▶ **Exercise**
Below are the records. Gather each line that holds "PairError".

(Collected data entries)
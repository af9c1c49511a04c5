//! Asset pair identifier

use crate::error::PairError;
use serde::{de, Deserialize, Deserializer, Serialize, Serializer};
use std::fmt;
use std::str::FromStr;

/// Ordered `(base, quote)` symbols, upper-cased
#[derive(Debug, Clone, PartialEq, Eq, Hash, PartialOrd, Ord)]
pub struct Pair {
    pub base: String,
    pub quote: String,
}

impl Pair {
    pub fn new(base: impl AsRef<str>, quote: impl AsRef<str>) -> Self {
        Self {
            base: base.as_ref().trim().to_uppercase(),
            quote: quote.as_ref().trim().to_uppercase(),
        }
    }

    /// Quote becomes base and base becomes quote
    pub fn invert(&self) -> Self {
        Self {
            base: self.quote.clone(),
            quote: self.base.clone(),
        }
    }

    pub fn is_valid(&self) -> bool {
        !self.base.is_empty() && !self.quote.is_empty()
    }

    /// Whether `symbol` is either side of the pair
    pub fn contains(&self, symbol: &str) -> bool {
        self.base == symbol || self.quote == symbol
    }
}

impl fmt::Display for Pair {
    fn fmt(&self, f: &mut fmt::Formatter<'_>) -> fmt::Result {
        write!(f, "{}/{}", self.base, self.quote)
    }
}

impl FromStr for Pair {
    type Err = PairError;

    fn from_str(s: &str) -> Result<Self, Self::Err> {
        let mut parts = s.split('/');
        let (Some(base), Some(quote), None) = (parts.next(), parts.next(), parts.next()) else {
            return Err(PairError::InvalidFormat { input: s.to_string() });
        };

        let pair = Pair::new(base, quote);
        if !pair.is_valid() {
            return Err(PairError::EmptySymbol { input: s.to_string() });
        }
        Ok(pair)
    }
}

impl Serialize for Pair {
    fn serialize<S: Serializer>(&self, serializer: S) -> Result<S::Ok, S::Error> {
        serializer.collect_str(self)
    }
}

impl<'de> Deserialize<'de> for Pair {
    fn deserialize<D: Deserializer<'de>>(deserializer: D) -> Result<Self, D::Error> {
        let s = String::deserialize(deserializer)?;
        s.parse().map_err(de::Error::custom)
    }
}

▶ **Task answer**
use crate::error::PairError;
    type Err = PairError;
            return Err(PairError::InvalidFormat { input: s.to_string() });
            return Err(PairError::EmptySymbol { input: s.to_string() });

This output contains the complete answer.